_Work instructions_
In the entries below, how many lines hold the word "globals"? Answer with the number only.

Start of Given data

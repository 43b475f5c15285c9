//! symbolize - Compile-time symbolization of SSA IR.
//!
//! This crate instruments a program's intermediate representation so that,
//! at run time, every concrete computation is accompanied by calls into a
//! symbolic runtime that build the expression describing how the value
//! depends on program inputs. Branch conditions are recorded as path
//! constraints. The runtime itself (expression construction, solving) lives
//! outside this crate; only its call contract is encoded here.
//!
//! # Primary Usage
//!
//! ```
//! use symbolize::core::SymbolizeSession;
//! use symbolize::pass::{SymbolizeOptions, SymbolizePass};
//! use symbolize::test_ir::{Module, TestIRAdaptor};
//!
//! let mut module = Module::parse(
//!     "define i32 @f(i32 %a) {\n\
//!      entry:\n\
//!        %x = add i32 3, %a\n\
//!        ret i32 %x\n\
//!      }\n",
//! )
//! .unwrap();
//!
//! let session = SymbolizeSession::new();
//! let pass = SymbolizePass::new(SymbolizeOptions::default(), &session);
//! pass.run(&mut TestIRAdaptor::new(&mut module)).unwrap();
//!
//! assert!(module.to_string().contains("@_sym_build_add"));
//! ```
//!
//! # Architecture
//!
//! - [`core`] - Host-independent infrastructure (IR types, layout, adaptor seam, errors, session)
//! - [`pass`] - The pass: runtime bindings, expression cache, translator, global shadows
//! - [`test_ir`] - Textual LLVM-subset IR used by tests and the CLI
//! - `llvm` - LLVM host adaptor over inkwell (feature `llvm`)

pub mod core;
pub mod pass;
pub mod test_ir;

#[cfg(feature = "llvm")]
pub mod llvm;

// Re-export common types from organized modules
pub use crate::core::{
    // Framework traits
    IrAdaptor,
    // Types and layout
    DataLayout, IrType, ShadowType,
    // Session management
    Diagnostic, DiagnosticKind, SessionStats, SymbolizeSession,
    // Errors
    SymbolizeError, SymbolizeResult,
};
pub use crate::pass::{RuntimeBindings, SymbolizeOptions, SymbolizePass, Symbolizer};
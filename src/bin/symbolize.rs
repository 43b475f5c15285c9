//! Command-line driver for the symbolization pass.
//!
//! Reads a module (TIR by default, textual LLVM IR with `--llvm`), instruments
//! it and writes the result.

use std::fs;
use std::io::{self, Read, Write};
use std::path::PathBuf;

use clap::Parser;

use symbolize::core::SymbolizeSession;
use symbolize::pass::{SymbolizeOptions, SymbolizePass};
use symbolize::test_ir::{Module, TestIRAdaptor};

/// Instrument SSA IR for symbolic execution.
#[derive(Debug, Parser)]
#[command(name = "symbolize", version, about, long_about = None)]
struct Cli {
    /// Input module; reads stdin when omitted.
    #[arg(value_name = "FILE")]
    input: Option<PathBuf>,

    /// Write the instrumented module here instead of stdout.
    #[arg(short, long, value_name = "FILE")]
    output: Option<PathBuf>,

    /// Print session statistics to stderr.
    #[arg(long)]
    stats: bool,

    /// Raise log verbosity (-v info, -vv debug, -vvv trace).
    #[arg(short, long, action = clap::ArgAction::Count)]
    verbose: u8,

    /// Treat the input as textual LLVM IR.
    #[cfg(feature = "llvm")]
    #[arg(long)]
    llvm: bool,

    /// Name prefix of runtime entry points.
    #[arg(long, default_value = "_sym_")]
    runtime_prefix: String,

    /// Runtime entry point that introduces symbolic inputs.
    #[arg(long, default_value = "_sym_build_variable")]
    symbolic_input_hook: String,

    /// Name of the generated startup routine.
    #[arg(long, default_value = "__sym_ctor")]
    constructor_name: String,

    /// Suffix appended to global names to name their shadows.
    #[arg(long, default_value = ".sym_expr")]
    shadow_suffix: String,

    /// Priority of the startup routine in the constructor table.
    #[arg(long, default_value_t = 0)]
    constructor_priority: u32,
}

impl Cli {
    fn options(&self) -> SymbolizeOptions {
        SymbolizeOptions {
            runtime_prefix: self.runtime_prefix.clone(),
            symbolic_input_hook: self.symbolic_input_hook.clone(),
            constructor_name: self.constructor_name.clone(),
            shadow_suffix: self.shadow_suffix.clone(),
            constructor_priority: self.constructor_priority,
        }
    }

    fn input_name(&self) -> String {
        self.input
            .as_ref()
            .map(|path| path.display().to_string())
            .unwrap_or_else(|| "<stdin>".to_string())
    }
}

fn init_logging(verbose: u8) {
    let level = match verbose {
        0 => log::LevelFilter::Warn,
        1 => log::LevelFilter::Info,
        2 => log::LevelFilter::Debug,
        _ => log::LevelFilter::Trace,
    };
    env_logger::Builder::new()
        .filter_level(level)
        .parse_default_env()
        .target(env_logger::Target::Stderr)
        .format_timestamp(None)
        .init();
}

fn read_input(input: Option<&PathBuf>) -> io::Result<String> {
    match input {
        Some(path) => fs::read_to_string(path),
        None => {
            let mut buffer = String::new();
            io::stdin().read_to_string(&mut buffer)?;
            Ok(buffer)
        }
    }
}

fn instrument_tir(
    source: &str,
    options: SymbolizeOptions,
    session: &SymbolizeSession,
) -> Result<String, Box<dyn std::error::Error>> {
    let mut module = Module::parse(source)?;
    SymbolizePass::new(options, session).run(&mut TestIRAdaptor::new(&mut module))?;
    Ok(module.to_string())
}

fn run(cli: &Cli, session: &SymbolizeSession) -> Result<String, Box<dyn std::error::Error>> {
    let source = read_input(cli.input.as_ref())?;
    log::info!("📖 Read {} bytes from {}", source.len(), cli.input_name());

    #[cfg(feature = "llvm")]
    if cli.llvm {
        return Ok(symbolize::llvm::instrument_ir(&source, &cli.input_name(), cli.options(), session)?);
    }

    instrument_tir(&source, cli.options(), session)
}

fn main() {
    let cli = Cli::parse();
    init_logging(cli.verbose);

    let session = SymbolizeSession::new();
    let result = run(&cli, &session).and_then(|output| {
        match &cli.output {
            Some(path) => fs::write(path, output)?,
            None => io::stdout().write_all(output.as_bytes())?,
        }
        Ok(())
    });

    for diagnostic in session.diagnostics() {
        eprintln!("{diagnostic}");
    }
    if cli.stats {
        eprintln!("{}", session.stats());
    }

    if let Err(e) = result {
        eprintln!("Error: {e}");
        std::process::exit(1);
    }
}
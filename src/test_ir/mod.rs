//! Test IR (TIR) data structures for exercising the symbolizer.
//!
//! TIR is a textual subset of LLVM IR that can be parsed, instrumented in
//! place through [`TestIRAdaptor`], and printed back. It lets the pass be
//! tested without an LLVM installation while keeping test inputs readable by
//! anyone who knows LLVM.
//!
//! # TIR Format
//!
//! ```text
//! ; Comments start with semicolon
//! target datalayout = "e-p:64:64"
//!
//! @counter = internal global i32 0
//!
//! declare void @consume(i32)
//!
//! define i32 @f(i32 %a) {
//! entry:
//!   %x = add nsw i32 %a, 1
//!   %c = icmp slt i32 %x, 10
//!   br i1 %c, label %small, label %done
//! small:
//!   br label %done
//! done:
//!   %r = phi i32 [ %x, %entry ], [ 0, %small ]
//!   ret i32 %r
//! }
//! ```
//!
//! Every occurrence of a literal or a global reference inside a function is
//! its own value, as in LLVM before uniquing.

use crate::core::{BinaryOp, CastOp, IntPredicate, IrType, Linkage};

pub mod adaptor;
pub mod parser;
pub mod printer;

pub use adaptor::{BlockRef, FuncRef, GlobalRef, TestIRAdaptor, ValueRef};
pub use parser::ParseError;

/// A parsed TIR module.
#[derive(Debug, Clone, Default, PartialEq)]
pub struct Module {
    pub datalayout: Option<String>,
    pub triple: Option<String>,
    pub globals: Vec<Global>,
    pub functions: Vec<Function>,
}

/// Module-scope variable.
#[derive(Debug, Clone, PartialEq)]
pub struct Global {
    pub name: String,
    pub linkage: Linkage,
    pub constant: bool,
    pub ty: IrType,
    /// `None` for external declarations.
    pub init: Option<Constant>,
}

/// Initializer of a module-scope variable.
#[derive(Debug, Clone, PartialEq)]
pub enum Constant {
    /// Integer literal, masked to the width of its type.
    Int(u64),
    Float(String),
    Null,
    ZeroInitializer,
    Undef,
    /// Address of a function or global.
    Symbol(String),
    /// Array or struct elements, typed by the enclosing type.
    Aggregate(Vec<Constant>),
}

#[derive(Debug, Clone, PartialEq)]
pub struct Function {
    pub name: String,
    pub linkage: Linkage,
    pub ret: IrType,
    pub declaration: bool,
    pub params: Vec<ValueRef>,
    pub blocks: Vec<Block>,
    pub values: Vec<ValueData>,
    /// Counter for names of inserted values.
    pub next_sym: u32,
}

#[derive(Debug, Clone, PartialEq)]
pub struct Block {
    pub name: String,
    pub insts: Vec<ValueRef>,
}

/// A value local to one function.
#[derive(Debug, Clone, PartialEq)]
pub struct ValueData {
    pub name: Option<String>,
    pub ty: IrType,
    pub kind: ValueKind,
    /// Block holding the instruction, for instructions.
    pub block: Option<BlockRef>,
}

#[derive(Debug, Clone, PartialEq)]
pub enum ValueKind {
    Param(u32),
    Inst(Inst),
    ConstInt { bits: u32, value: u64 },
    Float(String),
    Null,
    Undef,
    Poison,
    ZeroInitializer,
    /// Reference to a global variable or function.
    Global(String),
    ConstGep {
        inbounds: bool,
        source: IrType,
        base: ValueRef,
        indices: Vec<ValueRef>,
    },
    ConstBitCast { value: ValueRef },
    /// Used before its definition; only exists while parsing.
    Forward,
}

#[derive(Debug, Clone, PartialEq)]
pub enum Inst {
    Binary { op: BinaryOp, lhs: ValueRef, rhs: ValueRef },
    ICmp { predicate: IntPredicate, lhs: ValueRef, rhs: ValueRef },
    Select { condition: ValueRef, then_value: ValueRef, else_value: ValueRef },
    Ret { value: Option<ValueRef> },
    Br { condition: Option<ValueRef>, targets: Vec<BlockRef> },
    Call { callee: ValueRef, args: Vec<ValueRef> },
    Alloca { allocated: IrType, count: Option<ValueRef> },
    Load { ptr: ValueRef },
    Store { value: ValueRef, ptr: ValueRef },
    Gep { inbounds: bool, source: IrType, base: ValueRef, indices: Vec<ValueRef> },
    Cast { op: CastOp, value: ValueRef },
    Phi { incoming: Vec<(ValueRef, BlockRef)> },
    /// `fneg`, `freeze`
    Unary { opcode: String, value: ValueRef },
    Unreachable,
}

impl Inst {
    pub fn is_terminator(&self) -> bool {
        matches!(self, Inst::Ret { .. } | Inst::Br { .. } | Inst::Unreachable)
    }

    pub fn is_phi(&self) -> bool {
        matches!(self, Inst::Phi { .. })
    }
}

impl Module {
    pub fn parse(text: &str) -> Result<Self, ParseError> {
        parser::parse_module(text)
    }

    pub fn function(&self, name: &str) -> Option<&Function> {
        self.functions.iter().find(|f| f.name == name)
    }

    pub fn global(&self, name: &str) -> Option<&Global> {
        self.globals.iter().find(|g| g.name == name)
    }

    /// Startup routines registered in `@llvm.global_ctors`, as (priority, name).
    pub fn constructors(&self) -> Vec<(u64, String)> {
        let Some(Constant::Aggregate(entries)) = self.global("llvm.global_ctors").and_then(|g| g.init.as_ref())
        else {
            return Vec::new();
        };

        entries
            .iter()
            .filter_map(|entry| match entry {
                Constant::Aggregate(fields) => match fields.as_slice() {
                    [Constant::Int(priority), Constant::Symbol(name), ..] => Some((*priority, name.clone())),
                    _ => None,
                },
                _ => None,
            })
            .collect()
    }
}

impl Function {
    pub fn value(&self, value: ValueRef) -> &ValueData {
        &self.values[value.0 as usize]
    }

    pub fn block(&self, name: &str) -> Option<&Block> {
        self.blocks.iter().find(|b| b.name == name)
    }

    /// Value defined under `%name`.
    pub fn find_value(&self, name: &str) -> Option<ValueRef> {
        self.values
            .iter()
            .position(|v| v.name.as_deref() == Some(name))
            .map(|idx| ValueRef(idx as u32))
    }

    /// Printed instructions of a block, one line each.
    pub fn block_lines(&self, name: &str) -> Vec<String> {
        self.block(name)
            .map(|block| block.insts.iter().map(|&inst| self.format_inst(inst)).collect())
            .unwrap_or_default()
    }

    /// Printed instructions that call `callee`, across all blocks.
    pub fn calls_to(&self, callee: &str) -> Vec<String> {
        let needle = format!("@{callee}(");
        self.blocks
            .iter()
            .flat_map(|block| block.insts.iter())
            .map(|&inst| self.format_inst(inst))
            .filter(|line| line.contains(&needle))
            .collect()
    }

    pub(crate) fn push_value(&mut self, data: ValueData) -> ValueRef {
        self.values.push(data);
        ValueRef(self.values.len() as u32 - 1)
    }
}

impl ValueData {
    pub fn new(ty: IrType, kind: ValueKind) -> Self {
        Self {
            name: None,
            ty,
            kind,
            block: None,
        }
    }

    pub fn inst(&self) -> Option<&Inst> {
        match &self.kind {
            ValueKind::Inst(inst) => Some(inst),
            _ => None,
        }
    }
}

End of Given data

_Exercise solution_
2